_Problem to solve_. The lines from the top of the records below through the one containing "fn home(ui: &mut" are to be transcribed exactly, and nothing else is to be added.

[Saved entries]
········

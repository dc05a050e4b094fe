use eframe::egui::{self, RichText, ScrollArea, Ui};

use crate::color;
use crate::data::insights::{AggregateKind, Insights};
use crate::data::model::columns;
use crate::data::table::TableData;
use crate::state::{AppState, InsightTab, Page};
use crate::ui::charts::{self, ScatterPoint};
use crate::ui::panels::save_table_dialog;

const SIDE_TABLE_HEIGHT: f32 = 280.0;

/// Render the page selected in the side panel.
pub fn central_panel(ui: &mut Ui, state: &mut AppState) {
    match state.page {
        Page::Home => home(ui),
        Page::Overview => overview(ui, state),
        Page::Insights => insights(ui, state),
    }
}

// ---------------------------------------------------------------------------
// Home
// ---------------------------------------------------------------------------

fn home(ui: &mut Ui) {
    ScrollArea::vertical().show(ui, |ui: &mut Ui| {
        ui.columns(2, |cols| {
            let ui = &mut cols[0];
            ui.heading("Exploring Rental Listings");
            ui.label(
                "Filter short-term rental listings by price, country, property type and \
                 room type, then explore the raw rows or the aggregate insights.",
            );
            ui.add_space(6.0);
            for line in [
                "Top 10 property types and hosts by number of listings.",
                "Listings across room types and countries.",
                "Average prices by country and by room type.",
                "The highest priced listings and their review scores.",
                "Average availability by country, and its spread across room and property types.",
            ] {
                ui.label(format!("• {line}"));
            }

            let ui = &mut cols[1];
            ui.heading("Getting started");
            ui.label("Use File → Open… to load a CSV, JSON or Parquet file of listings.");
            ui.label(
                "The filters on the left start with everything selected. Clearing every \
                 value of a facet hides all listings.",
            );
        });
    });
}

// ---------------------------------------------------------------------------
// Overview – raw filtered rows
// ---------------------------------------------------------------------------

fn overview(ui: &mut Ui, state: &mut AppState) {
    ui.heading("Raw Data");
    if state.dataset.is_none() {
        ui.label("Open a file to view listings  (File → Open…)");
        return;
    }
    let height = ui.available_height() - 40.0;
    if charts::data_table(ui, "overview", state.visible_table(), height) {
        let table = state.visible_table().clone();
        save_table_dialog(state, &table, "filtered_listings.csv");
    }
}

// ---------------------------------------------------------------------------
// Insights – three tabs of charts
// ---------------------------------------------------------------------------

fn insights(ui: &mut Ui, state: &mut AppState) {
    ui.heading("Explore more about the listings");
    if state.dataset.is_none() {
        ui.label("Open a file to view insights  (File → Open…)");
        return;
    }

    ui.horizontal(|ui: &mut Ui| {
        ui.selectable_value(&mut state.tab, InsightTab::Top, "Top Insights");
        ui.selectable_value(&mut state.tab, InsightTab::Price, "Price Analysis");
        ui.selectable_value(&mut state.tab, InsightTab::Availability, "Availability Analysis");
    });
    ui.separator();

    // Widgets only record requests; acting on them needs `&mut state`.
    let mut export: Option<AggregateKind> = None;
    let mut breakdown: Option<Option<String>> = None;
    ScrollArea::vertical()
        .auto_shrink([false, false])
        .show(ui, |ui: &mut Ui| {
            if state.insights.row_count == 0 {
                charts::empty_hint(ui);
                return;
            }
            match state.tab {
                InsightTab::Top => {
                    top_tab(ui, state, &mut export);
                    breakdown_section(ui, state, &mut breakdown);
                }
                InsightTab::Price => price_tab(ui, state, &mut export),
                InsightTab::Availability => availability_tab(ui, state, &mut export),
            }
        });

    if let Some(column) = breakdown {
        state.set_breakdown_column(column);
    }
    if let Some(kind) = export {
        let table = state.insights.table(kind);
        let file_name = format!("{}.csv", kind.title().to_lowercase().replace(' ', "_"));
        save_table_dialog(state, &table, &file_name);
    }
}

fn as_f64(pairs: &[(String, usize)]) -> Vec<(String, f64)> {
    pairs.iter().map(|(k, v)| (k.clone(), *v as f64)).collect()
}

fn value_range(pairs: &[(String, f64)]) -> (f64, f64) {
    pairs
        .iter()
        .fold((f64::INFINITY, f64::NEG_INFINITY), |(lo, hi), (_, v)| (lo.min(*v), hi.max(*v)))
}

/// Chart on the left, its table on the right.
fn chart_with_table(
    ui: &mut Ui,
    insights: &Insights,
    kind: AggregateKind,
    export: &mut Option<AggregateKind>,
    chart: impl FnOnce(&mut Ui),
) {
    ui.columns(2, |cols| {
        chart(&mut cols[0]);
        let table: TableData = insights.table(kind);
        if charts::data_table(&mut cols[1], kind.title(), &table, SIDE_TABLE_HEIGHT) {
            *export = Some(kind);
        }
    });
}

fn top_tab(ui: &mut Ui, state: &AppState, export: &mut Option<AggregateKind>) {
    let ins = &state.insights;
    let pal = &state.palettes;

    let n = state.settings.top_n;
    charts::heading(ui, &format!("Top {n} Property Types"), Some("based on no. of listings"));
    chart_with_table(ui, ins, AggregateKind::TopPropertyTypes, export, |ui| {
        charts::bar_chart(ui, "top_property_types", &as_f64(&ins.top_property_types), true, "Listings", |k, _| {
            pal.property_types.color_for(k)
        });
    });

    charts::heading(ui, &format!("Top {n} Hosts"), Some("based on no. of listings"));
    let hosts = as_f64(&ins.top_hosts);
    let (lo, hi) = value_range(&hosts);
    chart_with_table(ui, ins, AggregateKind::TopHosts, export, |ui| {
        charts::bar_chart(ui, "top_hosts", &hosts, false, "Listings", |_, v| color::scaled(v, lo, hi));
    });

    charts::heading(ui, "Total number of Listings based on Room Types", None);
    chart_with_table(ui, ins, AggregateKind::RoomTypeShare, export, |ui| {
        charts::pie_chart(ui, &as_f64(&ins.room_type_share), |k| pal.room_types.color_for(k));
    });

    charts::heading(ui, "Total number of Listings Country wise", None);
    let by_country = as_f64(&ins.listings_by_country);
    chart_with_table(ui, ins, AggregateKind::ListingsByCountry, export, |ui| {
        charts::line_chart(ui, "listings_by_country", &by_country, "Number of Listings");
    });

    // Country bars stand in for the geographic view.
    let (lo, hi) = value_range(&by_country);
    charts::bar_chart(ui, "listings_by_country_bars", &by_country, true, "Total Listings", |_, v| {
        color::scaled(v, lo, hi)
    });

    charts::heading(ui, "Analysis of review scores based on Room types", None);
    ui.columns(2, |cols| {
        cols[0].strong(AggregateKind::ReviewMeanByRoomType.title());
        let (lo, hi) = value_range(&ins.review_mean_by_room_type);
        charts::bar_chart(&mut cols[0], "review_mean", &ins.review_mean_by_room_type, false, "Review score", |_, v| {
            color::scaled(v, lo, hi)
        });
        cols[1].strong(AggregateKind::ReviewSumByRoomType.title());
        let (lo, hi) = value_range(&ins.review_sum_by_room_type);
        charts::bar_chart(&mut cols[1], "review_sum", &ins.review_sum_by_room_type, false, "Review score", |_, v| {
            color::scaled(v, lo, hi)
        });
    });
}

/// Top groups of any column the user picks, including extra source columns.
fn breakdown_section(ui: &mut Ui, state: &AppState, request: &mut Option<Option<String>>) {
    let Some(dataset) = &state.dataset else {
        return;
    };
    charts::heading(ui, "Breakdown by column", Some("top groups by no. of listings"));

    let current = state.breakdown_column();
    let candidates = [columns::HOST_NAME, columns::NAME]
        .into_iter()
        .map(str::to_string)
        .chain(dataset.extra_columns().iter().cloned());
    egui::ComboBox::from_id_salt("breakdown_column")
        .selected_text(current.unwrap_or("(none)"))
        .show_ui(ui, |ui: &mut Ui| {
            if ui.selectable_label(current.is_none(), "(none)").clicked() {
                *request = Some(None);
            }
            for col in candidates {
                if ui.selectable_label(current == Some(col.as_str()), &col).clicked() {
                    *request = Some(Some(col));
                }
            }
        });

    if current.is_some() && !state.breakdown.is_empty() {
        let data = as_f64(&state.breakdown);
        let (lo, hi) = value_range(&data);
        charts::bar_chart(ui, "breakdown", &data, true, "Listings", |_, v| color::scaled(v, lo, hi));
    }
}

fn price_tab(ui: &mut Ui, state: &AppState, export: &mut Option<AggregateKind>) {
    let ins = &state.insights;
    let pal = &state.palettes;

    charts::heading(ui, "Average Price Country wise", None);
    let (lo, hi) = value_range(&ins.price_by_country);
    ui.columns(2, |cols| {
        charts::bar_chart(&mut cols[0], "price_by_country", &ins.price_by_country, true, "Average Price", |_, v| {
            color::scaled(v, lo, hi)
        });
        charts::pie_chart(&mut cols[1], &ins.price_by_country, |k| pal.countries.color_for(k));
    });
    if charts::data_table(ui, "price_by_country_table", &ins.table(AggregateKind::PriceByCountry), SIDE_TABLE_HEIGHT) {
        *export = Some(AggregateKind::PriceByCountry);
    }

    charts::heading(ui, "Average Price based on Room Type", None);
    let (lo, hi) = value_range(&ins.price_by_room_type);
    chart_with_table(ui, ins, AggregateKind::PriceByRoomType, export, |ui| {
        charts::bar_chart(ui, "price_by_room_type", &ins.price_by_room_type, false, "Price", |_, v| {
            color::scaled(v, lo, hi)
        });
    });

    charts::heading(ui, "Highest Priced Listings and Their Review Scores", None);
    let (lo, hi) = ins
        .top_priced
        .iter()
        .fold((f64::INFINITY, f64::NEG_INFINITY), |(lo, hi), l| (lo.min(l.price), hi.max(l.price)));
    let points: Vec<ScatterPoint> = ins
        .top_priced
        .iter()
        .filter_map(|l| {
            let score = l.review_score?;
            Some(ScatterPoint {
                x: score,
                y: l.price,
                radius: (score / 10.0).clamp(2.0, 12.0) as f32,
                color: color::scaled(l.price, lo, hi),
                name: format!("{} · {} · {}", l.name, l.property_type, l.host_name),
            })
        })
        .collect();
    charts::scatter_chart(ui, "top_priced", &points, "Review Scores", "Price");
    if points.len() < ins.top_priced.len() {
        ui.label(RichText::new("Listings without a review score are not plotted.").weak());
    }
    if charts::data_table(ui, "top_priced_table", &ins.table(AggregateKind::TopPricedListings), SIDE_TABLE_HEIGHT) {
        *export = Some(AggregateKind::TopPricedListings);
    }
}

/// Group raw `(key, availability)` rows into per-key value lists, keyed in
/// ascending order.
fn distribution(rows: &[(String, u16)]) -> Vec<(String, Vec<f64>)> {
    let mut groups: std::collections::BTreeMap<&str, Vec<f64>> = std::collections::BTreeMap::new();
    for (key, days) in rows {
        groups.entry(key.as_str()).or_default().push(f64::from(*days));
    }
    groups.into_iter().map(|(k, v)| (k.to_string(), v)).collect()
}

fn availability_tab(ui: &mut Ui, state: &AppState, export: &mut Option<AggregateKind>) {
    let ins = &state.insights;
    let pal = &state.palettes;

    charts::heading(ui, "Availability by Country", Some("mean days available over the next year"));
    let by_country: Vec<(String, f64)> = ins
        .availability_by_country
        .iter()
        .map(|(k, v)| (k.clone(), *v as f64))
        .collect();
    let (lo, hi) = value_range(&by_country);
    chart_with_table(ui, ins, AggregateKind::AvailabilityByCountry, export, |ui| {
        charts::bar_chart(ui, "availability_by_country", &by_country, true, "Availability (days)", |_, v| {
            color::scaled(v, lo, hi)
        });
    });

    charts::heading(ui, "Availability by Room Type", None);
    charts::box_chart(
        ui,
        "availability_by_room_type",
        &distribution(&ins.availability_by_room_type),
        "Availability (days)",
        false,
        |k| pal.room_types.color_for(k),
    );

    charts::heading(ui, "Availability by Property Type", None);
    charts::box_chart(
        ui,
        "availability_by_property_type",
        &distribution(&ins.availability_by_property_type),
        "Availability (days)",
        true,
        |k| pal.property_types.color_for(k),
    );
}

#[cfg(test)]
mod tests {
    use super::*;

    #[test]
    fn distribution_groups_by_key() {
        let rows = vec![
            ("Private room".to_string(), 20),
            ("Entire home".to_string(), 10),
            ("Entire home".to_string(), 5),
        ];
        assert_eq!(
            distribution(&rows),
            [
                ("Entire home".to_string(), vec![10.0, 5.0]),
                ("Private room".to_string(), vec![20.0]),
            ]
        );
    }

    #[test]
    fn value_range_of_pairs() {
        let pairs = vec![("a".to_string(), 3.0), ("b".to_string(), -1.0)];
        assert_eq!(value_range(&pairs), (-1.0, 3.0));
    }
}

········

_Response area_.
repository dc05a050e4b094fe
use eframe::egui::{self, RichText, ScrollArea, Ui};

use crate::color;
use crate::data::insights::{AggregateKind, Insights};
use crate::data::model::columns;
use crate::data::table::TableData;
use crate::state::{AppState, InsightTab, Page};
use crate::ui::charts::{self, ScatterPoint};
use crate::ui::panels::save_table_dialog;

const SIDE_TABLE_HEIGHT: f32 = 280.0;

/// Render the page selected in the side panel.
pub fn central_panel(ui: &mut Ui, state: &mut AppState) {
    match state.page {
        Page::Home => home(ui),
        Page::Overview => overview(ui, state),
        Page::Insights => insights(ui, state),
    }
}

// ---------------------------------------------------------------------------
// Home
// ---------------------------------------------------------------------------

fn home(ui: &mut Ui) {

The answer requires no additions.